Data records:
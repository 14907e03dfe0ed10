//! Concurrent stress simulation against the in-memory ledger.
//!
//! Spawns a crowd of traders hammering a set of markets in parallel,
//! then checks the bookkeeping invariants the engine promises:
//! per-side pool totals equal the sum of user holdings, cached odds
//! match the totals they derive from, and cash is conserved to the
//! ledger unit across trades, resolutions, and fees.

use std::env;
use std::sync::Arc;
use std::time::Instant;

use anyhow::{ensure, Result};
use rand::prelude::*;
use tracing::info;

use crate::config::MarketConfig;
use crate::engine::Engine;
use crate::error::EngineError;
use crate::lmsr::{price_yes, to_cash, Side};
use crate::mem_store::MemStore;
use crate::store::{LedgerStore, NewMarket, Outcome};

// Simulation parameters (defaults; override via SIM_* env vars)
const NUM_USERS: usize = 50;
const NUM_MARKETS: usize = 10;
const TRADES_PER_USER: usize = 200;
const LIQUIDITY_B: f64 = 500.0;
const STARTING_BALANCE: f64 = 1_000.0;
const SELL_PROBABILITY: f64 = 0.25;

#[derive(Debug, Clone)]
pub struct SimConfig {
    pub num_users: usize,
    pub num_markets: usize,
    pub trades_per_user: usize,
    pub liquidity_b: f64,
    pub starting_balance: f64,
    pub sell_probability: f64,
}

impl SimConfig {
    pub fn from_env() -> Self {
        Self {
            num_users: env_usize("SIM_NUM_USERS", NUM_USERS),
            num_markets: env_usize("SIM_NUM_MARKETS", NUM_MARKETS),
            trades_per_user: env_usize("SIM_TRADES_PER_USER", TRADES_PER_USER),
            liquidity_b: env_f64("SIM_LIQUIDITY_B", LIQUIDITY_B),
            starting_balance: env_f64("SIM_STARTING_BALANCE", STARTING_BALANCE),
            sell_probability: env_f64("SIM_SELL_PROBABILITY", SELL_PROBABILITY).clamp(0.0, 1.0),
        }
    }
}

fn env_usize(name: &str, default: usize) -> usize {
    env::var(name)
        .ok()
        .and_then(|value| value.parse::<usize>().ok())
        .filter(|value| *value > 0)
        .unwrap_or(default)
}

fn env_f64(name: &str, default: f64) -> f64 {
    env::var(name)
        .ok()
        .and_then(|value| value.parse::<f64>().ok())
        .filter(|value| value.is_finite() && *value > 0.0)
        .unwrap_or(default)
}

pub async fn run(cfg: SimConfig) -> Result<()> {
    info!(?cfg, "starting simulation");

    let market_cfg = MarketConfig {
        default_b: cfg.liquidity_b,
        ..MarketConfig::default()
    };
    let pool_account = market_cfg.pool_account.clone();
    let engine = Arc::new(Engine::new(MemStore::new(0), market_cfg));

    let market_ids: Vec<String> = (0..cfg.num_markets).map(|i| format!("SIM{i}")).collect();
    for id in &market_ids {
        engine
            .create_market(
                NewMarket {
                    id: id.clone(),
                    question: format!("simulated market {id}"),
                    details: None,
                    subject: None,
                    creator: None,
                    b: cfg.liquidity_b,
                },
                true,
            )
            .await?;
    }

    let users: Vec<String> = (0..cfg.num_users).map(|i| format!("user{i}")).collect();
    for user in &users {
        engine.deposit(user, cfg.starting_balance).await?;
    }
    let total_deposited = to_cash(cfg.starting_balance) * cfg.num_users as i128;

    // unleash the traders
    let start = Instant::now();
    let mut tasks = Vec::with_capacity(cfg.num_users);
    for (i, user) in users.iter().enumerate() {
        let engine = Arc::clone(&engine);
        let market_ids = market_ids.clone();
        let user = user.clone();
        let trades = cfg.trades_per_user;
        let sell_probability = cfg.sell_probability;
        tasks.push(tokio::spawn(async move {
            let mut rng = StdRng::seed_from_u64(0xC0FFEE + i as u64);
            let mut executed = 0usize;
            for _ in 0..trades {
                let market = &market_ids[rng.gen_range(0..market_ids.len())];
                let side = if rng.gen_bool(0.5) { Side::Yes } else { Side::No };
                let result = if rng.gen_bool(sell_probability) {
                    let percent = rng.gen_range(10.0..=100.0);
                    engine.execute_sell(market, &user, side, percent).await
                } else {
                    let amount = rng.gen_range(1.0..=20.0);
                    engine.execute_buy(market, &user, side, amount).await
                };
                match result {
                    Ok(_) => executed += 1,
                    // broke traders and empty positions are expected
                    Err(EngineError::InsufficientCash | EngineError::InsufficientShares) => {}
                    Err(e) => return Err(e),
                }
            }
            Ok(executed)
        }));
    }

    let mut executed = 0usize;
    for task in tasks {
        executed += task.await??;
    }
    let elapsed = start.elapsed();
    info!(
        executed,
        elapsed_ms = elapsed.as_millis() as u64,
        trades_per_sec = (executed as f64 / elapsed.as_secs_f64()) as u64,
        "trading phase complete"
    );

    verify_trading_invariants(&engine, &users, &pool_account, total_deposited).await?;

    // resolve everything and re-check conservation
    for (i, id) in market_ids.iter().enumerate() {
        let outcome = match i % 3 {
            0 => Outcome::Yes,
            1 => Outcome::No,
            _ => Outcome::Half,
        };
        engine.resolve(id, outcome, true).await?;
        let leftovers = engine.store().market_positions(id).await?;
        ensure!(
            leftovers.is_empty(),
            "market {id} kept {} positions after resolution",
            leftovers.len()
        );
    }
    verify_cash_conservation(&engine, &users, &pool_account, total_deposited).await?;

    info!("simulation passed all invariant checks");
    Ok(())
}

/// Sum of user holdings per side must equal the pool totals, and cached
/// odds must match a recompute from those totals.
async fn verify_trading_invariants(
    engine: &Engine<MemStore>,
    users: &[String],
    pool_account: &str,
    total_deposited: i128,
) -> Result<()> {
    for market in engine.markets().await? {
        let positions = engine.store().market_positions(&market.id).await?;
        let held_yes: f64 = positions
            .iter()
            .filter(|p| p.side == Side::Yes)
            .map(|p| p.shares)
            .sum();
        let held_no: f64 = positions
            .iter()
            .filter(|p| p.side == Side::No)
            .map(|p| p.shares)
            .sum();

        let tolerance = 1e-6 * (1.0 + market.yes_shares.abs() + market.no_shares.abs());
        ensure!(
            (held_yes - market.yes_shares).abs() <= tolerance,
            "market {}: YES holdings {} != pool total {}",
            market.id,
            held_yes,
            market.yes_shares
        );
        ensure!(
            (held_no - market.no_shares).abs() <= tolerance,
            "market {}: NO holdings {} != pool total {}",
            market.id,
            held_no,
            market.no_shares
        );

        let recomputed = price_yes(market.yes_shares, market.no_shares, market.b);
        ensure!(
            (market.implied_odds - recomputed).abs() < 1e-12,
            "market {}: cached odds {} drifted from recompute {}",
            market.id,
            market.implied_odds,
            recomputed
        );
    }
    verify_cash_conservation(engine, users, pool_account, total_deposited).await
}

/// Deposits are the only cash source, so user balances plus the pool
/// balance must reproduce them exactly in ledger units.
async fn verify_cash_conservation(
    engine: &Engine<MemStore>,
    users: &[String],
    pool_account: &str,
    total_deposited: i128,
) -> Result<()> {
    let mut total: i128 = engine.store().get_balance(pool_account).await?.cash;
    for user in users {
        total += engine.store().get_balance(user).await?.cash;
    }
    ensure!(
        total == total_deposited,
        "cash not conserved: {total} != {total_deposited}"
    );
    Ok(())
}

==

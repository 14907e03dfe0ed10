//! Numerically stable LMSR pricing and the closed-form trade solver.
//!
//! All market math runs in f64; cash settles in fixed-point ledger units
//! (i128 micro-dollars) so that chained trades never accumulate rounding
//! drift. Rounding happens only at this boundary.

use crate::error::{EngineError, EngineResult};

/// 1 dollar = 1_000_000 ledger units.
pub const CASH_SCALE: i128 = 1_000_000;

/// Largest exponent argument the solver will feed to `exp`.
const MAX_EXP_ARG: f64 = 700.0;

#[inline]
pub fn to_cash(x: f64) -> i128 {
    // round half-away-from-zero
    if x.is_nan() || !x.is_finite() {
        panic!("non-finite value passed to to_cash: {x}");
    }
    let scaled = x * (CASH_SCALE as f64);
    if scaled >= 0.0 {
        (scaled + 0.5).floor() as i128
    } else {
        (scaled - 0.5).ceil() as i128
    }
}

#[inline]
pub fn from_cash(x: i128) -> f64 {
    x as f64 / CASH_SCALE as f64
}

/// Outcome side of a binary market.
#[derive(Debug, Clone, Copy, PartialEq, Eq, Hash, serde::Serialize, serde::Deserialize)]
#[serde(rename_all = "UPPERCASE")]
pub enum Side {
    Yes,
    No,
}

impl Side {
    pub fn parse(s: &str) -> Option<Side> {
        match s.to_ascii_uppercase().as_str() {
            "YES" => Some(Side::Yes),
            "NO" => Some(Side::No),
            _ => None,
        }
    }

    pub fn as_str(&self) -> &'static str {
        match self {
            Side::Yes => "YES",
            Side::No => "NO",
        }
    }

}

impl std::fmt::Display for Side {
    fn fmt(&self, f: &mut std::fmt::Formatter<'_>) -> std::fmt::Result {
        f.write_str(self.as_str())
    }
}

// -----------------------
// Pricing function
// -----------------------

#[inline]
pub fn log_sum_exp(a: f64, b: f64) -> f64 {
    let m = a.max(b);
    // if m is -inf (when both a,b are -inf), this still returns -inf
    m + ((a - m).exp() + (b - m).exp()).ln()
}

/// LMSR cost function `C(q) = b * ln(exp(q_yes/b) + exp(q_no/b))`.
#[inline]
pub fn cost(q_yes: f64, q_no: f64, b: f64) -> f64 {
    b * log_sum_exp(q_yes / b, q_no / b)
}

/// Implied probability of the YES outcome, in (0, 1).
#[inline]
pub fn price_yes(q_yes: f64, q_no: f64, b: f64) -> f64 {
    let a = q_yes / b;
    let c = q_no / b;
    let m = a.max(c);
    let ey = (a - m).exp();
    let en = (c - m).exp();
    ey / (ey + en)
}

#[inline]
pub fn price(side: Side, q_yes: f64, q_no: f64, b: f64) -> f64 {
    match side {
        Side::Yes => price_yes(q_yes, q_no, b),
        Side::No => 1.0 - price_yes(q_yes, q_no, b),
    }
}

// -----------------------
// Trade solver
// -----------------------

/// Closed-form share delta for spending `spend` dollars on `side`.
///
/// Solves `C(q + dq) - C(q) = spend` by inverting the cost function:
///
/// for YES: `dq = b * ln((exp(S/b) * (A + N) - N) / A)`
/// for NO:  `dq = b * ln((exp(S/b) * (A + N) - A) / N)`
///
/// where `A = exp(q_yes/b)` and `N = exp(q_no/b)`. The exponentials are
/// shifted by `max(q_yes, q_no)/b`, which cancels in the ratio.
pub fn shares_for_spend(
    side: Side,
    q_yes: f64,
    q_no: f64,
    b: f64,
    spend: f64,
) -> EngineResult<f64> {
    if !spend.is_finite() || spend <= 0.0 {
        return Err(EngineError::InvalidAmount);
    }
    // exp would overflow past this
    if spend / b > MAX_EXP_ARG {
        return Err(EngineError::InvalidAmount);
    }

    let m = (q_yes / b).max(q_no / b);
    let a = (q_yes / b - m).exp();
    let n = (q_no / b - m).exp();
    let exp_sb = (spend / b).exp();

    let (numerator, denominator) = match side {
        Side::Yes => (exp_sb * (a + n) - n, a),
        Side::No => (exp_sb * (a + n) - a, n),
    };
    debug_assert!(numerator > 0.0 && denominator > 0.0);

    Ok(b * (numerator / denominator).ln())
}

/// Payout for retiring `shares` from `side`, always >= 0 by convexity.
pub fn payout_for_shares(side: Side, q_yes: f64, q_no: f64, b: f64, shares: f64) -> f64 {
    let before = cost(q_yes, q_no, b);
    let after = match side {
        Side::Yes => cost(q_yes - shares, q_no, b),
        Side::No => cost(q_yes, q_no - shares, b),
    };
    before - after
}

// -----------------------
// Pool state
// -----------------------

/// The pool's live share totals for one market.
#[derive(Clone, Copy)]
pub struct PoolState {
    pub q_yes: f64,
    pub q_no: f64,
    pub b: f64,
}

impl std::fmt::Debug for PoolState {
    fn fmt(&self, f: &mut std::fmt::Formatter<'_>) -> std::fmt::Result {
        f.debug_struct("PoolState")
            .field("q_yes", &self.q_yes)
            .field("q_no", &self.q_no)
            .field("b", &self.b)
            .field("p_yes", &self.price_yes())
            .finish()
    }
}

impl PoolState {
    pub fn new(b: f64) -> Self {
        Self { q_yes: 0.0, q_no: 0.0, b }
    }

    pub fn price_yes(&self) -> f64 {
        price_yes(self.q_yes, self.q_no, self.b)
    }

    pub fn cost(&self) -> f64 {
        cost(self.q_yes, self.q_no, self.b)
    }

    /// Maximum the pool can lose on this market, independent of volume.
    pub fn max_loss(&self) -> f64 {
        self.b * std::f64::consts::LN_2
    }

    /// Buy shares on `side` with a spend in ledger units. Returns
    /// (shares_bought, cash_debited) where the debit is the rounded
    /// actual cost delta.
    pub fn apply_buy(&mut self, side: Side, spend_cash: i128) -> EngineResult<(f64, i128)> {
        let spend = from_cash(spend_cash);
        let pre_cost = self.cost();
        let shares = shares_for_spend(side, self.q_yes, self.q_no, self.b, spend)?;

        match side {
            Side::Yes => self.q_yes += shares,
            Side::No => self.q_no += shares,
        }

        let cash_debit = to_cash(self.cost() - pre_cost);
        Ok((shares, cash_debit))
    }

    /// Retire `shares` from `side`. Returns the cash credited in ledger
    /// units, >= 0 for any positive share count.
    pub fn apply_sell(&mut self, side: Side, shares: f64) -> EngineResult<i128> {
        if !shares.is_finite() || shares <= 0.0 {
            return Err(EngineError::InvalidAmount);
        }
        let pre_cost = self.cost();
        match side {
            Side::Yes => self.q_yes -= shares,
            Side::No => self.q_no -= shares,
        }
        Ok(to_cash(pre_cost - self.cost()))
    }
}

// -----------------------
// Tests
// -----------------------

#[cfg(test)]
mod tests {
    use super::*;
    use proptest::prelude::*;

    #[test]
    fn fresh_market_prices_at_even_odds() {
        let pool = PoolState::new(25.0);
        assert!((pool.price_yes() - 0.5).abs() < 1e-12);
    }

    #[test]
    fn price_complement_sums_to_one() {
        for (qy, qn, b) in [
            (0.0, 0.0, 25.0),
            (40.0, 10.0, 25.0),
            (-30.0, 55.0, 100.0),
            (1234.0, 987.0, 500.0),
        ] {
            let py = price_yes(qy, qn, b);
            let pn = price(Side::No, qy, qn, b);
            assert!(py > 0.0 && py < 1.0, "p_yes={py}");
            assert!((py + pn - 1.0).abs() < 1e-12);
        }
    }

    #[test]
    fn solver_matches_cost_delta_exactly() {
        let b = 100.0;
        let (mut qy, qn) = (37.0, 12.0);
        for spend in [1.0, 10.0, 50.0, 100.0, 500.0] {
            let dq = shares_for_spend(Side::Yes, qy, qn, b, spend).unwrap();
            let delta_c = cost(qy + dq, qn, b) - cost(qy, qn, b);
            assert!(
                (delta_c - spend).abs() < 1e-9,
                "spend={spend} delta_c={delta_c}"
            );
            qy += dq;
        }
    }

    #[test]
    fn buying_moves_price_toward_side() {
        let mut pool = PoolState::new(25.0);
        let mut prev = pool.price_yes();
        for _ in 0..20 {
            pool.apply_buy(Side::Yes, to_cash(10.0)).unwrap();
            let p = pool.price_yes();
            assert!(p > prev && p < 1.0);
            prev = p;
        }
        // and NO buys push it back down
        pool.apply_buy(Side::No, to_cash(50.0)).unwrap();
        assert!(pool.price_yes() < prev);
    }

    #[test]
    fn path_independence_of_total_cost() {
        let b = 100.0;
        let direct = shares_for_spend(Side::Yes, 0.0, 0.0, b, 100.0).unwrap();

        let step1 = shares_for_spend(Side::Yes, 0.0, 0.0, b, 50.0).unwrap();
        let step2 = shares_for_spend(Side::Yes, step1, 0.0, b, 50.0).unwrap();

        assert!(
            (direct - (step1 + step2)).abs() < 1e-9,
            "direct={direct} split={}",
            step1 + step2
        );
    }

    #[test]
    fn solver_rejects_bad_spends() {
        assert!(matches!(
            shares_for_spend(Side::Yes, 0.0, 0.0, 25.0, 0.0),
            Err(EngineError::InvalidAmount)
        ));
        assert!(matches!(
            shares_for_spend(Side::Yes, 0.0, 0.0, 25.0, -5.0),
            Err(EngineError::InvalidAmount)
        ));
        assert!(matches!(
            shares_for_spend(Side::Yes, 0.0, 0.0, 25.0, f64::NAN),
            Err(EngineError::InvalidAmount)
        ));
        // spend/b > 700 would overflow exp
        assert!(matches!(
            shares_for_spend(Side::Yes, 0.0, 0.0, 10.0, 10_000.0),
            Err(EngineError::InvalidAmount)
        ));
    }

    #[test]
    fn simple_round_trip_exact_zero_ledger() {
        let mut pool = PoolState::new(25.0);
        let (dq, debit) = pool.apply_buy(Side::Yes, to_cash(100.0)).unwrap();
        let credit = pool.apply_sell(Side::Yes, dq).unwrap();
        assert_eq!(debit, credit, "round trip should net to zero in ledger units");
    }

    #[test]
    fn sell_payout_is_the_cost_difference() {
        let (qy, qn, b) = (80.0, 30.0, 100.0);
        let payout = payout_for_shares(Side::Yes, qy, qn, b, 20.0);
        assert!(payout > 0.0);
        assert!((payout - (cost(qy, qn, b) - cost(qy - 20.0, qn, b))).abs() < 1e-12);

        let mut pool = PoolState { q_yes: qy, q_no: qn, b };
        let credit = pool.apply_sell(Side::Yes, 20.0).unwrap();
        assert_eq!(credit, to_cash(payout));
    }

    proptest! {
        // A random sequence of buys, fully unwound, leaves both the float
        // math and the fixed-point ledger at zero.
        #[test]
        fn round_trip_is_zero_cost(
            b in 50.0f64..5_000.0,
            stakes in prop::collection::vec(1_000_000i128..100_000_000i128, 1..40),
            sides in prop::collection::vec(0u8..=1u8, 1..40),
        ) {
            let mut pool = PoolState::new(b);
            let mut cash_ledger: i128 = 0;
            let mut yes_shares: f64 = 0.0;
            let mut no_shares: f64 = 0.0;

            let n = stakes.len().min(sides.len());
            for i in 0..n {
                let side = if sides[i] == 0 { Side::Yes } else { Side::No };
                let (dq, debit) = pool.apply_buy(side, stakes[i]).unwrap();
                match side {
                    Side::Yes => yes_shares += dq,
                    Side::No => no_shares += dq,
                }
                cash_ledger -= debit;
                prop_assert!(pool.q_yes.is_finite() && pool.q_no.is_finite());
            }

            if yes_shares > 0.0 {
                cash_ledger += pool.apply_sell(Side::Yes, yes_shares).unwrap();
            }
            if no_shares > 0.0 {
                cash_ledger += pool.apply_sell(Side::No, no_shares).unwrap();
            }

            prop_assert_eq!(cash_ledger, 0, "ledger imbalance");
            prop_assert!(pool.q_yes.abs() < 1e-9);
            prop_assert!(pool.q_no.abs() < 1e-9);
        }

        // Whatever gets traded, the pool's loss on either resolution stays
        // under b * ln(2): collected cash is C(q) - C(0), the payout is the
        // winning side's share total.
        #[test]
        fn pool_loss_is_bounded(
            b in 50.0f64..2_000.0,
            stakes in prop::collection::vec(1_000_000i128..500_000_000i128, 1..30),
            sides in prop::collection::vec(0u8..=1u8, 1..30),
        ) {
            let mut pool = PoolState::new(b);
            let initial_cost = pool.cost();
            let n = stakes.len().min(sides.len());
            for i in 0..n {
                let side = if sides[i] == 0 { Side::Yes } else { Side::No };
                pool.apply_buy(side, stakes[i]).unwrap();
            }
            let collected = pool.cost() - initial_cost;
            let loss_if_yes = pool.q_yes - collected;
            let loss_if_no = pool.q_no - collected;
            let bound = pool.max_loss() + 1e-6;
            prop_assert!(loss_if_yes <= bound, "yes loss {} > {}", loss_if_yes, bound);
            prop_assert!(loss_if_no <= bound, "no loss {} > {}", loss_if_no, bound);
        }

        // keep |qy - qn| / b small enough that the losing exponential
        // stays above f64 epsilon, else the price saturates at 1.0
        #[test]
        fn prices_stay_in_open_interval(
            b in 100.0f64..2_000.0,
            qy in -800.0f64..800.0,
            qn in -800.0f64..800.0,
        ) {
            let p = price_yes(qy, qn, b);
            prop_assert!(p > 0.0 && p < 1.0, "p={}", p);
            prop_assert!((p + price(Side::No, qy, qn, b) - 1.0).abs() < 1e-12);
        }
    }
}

BRIEF →
Reading through the records above, report each line in which the string "resolve" is found.

RESULT BELOW →
    // resolve everything and re-check conservation
        engine.resolve(id, outcome, true).await?;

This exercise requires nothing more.